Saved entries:
--------------------
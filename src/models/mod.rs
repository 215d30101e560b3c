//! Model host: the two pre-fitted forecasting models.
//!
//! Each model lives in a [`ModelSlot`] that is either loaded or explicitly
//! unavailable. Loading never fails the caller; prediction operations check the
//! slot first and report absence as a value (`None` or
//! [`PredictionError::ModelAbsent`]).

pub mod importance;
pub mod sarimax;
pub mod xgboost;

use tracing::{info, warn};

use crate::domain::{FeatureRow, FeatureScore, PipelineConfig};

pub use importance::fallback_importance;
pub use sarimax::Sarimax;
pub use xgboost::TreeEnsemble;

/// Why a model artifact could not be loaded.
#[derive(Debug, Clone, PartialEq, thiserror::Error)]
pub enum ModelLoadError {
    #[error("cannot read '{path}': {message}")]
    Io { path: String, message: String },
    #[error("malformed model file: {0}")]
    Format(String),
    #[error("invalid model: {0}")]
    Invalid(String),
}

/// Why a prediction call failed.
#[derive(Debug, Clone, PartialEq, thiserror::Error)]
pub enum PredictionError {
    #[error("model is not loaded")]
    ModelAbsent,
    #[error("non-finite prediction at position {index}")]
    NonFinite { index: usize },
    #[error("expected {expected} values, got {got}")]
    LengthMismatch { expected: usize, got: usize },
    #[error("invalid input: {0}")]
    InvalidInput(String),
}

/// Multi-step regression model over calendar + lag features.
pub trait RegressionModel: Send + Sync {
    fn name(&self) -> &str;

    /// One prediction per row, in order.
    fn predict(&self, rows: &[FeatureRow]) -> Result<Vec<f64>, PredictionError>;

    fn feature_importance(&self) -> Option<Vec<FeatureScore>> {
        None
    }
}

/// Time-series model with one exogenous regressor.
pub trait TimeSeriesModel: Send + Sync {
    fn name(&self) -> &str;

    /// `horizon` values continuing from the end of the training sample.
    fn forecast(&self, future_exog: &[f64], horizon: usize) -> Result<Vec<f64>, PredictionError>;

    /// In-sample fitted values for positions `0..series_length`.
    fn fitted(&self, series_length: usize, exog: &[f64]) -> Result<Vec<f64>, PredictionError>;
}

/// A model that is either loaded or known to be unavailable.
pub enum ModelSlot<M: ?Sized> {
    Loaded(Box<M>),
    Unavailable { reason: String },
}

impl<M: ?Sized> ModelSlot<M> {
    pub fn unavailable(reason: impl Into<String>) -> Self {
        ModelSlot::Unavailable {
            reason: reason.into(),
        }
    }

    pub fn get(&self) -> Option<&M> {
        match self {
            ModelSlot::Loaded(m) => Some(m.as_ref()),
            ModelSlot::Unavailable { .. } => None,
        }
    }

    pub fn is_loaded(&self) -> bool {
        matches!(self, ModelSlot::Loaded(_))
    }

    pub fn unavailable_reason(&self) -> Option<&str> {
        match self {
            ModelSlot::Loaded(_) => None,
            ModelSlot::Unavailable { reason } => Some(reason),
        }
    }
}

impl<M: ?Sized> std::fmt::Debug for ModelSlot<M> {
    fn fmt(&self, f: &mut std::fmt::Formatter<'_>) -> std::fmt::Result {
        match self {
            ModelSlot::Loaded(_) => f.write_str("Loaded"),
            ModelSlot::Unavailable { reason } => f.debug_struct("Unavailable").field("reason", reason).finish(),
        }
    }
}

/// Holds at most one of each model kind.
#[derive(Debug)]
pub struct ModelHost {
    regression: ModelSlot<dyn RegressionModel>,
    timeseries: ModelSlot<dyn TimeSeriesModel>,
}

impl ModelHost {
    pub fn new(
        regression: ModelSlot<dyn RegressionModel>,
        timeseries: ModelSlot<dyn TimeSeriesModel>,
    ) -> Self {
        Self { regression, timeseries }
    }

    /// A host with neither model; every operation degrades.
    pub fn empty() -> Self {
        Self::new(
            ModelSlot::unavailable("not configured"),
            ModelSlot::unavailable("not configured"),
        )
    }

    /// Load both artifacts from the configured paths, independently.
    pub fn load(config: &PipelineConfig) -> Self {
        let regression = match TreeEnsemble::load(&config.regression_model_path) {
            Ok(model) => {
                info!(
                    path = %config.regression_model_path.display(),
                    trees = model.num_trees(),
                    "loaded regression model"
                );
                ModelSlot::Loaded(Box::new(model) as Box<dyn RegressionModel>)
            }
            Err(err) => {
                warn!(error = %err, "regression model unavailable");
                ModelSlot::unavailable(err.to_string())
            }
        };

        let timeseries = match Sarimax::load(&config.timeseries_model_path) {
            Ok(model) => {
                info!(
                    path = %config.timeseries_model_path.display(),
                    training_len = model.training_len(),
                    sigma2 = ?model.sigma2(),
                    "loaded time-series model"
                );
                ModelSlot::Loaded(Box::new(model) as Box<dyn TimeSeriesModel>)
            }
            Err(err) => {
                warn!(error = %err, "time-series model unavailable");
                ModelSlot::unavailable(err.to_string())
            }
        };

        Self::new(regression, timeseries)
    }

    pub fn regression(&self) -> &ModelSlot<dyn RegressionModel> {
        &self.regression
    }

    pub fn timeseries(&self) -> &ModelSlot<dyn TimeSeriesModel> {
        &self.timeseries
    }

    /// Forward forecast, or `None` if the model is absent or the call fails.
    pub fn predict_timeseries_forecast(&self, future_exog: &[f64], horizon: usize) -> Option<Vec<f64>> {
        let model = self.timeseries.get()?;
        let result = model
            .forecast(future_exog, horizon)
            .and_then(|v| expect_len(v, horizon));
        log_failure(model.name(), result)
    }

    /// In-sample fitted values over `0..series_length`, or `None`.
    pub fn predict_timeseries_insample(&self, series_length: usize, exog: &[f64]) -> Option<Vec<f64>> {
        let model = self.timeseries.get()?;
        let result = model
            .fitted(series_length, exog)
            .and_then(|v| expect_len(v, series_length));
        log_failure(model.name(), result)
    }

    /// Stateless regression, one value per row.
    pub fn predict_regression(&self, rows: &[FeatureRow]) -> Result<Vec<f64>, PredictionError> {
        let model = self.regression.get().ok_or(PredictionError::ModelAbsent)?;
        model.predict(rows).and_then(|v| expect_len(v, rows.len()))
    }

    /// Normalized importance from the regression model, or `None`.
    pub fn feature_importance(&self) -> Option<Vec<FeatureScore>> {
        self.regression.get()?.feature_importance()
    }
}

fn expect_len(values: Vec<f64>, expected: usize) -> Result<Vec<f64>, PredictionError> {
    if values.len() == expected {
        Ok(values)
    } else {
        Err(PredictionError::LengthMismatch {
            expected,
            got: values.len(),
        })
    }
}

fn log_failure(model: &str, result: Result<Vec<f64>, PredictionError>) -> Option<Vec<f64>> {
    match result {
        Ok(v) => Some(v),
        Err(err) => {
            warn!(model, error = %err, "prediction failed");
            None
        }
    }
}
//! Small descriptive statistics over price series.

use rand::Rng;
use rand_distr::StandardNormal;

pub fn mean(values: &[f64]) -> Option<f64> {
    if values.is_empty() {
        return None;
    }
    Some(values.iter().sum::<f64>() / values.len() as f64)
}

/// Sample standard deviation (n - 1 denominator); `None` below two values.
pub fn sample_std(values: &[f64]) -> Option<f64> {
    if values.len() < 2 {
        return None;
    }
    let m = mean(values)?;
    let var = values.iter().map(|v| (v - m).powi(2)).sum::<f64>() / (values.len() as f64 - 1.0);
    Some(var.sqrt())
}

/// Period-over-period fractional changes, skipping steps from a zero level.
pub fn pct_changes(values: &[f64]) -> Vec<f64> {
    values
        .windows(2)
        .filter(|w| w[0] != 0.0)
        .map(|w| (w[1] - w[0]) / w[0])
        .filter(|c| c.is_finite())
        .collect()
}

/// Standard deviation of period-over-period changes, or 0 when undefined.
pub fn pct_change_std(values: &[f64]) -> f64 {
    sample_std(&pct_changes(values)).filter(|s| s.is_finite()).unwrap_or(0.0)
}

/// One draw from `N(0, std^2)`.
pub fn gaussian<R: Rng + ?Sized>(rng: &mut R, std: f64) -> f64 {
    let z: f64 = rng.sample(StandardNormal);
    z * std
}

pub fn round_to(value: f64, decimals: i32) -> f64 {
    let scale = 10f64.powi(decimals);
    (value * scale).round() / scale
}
--------------------
**Exercise goal:**
Wherever the word "rows" appears in the data, return the whole line.

**Solution to this problem:**
    fn predict(&self, rows: &[FeatureRow]) -> Result<Vec<f64>, PredictionError>;
    pub fn predict_regression(&self, rows: &[FeatureRow]) -> Result<Vec<f64>, PredictionError> {
        model.predict(rows).and_then(|v| expect_len(v, rows.len()))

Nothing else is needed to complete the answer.